= Mass graves in Sudan =

Mass graves in Sudan are numerous documented and suspected mass burial sites identified in parts of Sudan, particularly in Darfur and South Kordofan. Investigations by the United Nations and humanitarian research organizations have used eyewitness accounts, satellite imagery, and other evidence to identify or corroborate suspected mass grave sites. Reports of mass graves have continued during the Sudanese civil war (2023–present), which began in April 2023 between the Sudanese Armed Forces and the Rapid Support Forces (RSF).

== Background ==
South Kordofan State has been the scene of intermittent fighting since South Sudan's independence in 2011. Tensions between the Sudanese Army (SAF) and the Sudan People's Liberation Movement-North (SPLM-N) have escalated due to territorial, ethnic, and resource control disputes. The Kadugli region has experienced mass displacement, bombing, and a critical humanitarian situation.

The Darfur Genocide is one of at least eight genocides currently taking place in the world, and although it is one of the most violent and brutal, it is also one of the least discussed. Being a journalist in Sudan is extremely dangerous, as multiple sources indicate that Rapid Support Forces (RSF) officers frequently detain and search women working for media outlets.

== El Fasher ==

According to Nathaniel Raymond, executive director of the Humanitarian Research Lab at Yale University, the Rapid Support Forces (RSF) are allegedly digging mass graves in El Fasher, Darfur. RS Forces have also supposedly started collecting bodies all over the city. Rapid Support Forces took control of el-Fasher on October 26, 2025, following the withdrawal of the Sudanese Army (SAF).
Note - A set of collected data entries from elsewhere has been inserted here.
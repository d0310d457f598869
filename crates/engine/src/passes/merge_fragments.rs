//! Pass 1: merge duplicate type fragments.
//!
//! `@interface`/`@implementation` pairs, categories and class extensions
//! all lower to separate fragments sharing a type name. This pass folds the
//! later fragments into the first: members move over (interface
//! declarations gain their implementation bodies), conformances dedupe,
//! and the emptied fragment is unlinked from its file.

use super::{IntentionPass, PassContext};
use ir::{IntentionGraph, IntentionId, TypeKind};
use std::collections::HashMap;

pub struct TypeFragmentMerge;

impl IntentionPass for TypeFragmentMerge {
    fn name(&self) -> &'static str {
        "type-fragment-merge"
    }

    fn run(&mut self, graph: &mut IntentionGraph, ctx: &PassContext<'_>) -> bool {
        let mut changed = false;
        let mut primaries: HashMap<(String, bool), IntentionId> = HashMap::new();
        for id in graph.type_ids() {
            if ctx.cancellation.is_cancelled() {
                return changed;
            }
            let Some(ty) = graph.type_intention(id) else {
                continue;
            };
            let key = (ty.name.clone(), ty.kind == TypeKind::Protocol);
            match primaries.get(&key) {
                None => {
                    primaries.insert(key, id);
                }
                Some(&primary) => {
                    merge_into(graph, primary, id);
                    graph.remove_from_parent(id);
                    changed = true;
                }
            }
        }
        changed
    }
}

fn merge_into(graph: &mut IntentionGraph, primary: IntentionId, fragment: IntentionId) {
    let Some(frag) = graph.type_intention(fragment) else {
        return;
    };
    let properties = frag.properties.clone();
    let methods = frag.methods.clone();
    let conformances = frag.conformances.clone();
    let supertype = frag.supertype.clone();

    if let Some(primary_ty) = graph.type_intention_mut(primary) {
        if primary_ty.supertype.is_none() {
            primary_ty.supertype = supertype;
        }
    }

    for prop in properties {
        let name = graph.property(prop).map(|p| p.name.clone());
        let duplicate =
            name.and_then(|n| graph.property_named(primary, &n));
        match duplicate {
            Some(_) => graph.remove_from_parent(prop),
            None => graph.reparent_member(prop, primary),
        }
    }

    for method in methods {
        let selector = graph.method(method).map(|m| m.signature.selector());
        let existing =
            selector.and_then(|sel| graph.method_matching_selector(primary, &sel));
        match existing {
            Some(existing_id) => {
                // A declaration meets its definition: adopt the body.
                let body = graph.method(method).and_then(|m| m.body.clone());
                if let (Some(body), Some(target)) = (body, graph.method_mut(existing_id)) {
                    if target.body.is_none() {
                        target.body = Some(body);
                    }
                }
                graph.remove_from_parent(method);
            }
            None => graph.reparent_member(method, primary),
        }
    }

    for conformance in conformances {
        let name = graph.conformance(conformance).map(|c| c.protocol_name.clone());
        let duplicate = name.and_then(|n| graph.conformance_named(primary, &n));
        match duplicate {
            Some(_) => graph.remove_from_parent(conformance),
            None => graph.reparent_member(conformance, primary),
        }
    }
}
More than 70,000 individuals have left the city since the take over, an UN report claims, while human rights organizations and witnesses have alleged instances of "summary executions", sexual assault, and civilian slaughter.

A report from the Yale laboratory dated October 28 detected “evidence of mass murder” through satellite imagery, including “pools of blood visible from space”.

According to Jacqueline Wilma Parlevliet, a senior UNHCR official in Sudan, "the current insecurity continues to block access, preventing the delivery of life-saving assistance to those trapped in the city without food, water, and medical care."

== Reports ==
There is no official report of the victim count, nor of any exact locations, but organizations such as Yale School of Public Health have reported those mass graves and included proof.

Limited access to the area and the ongoing conflict make independent verification of the allegations difficult, making it much less well known than if it had happened elsewhere.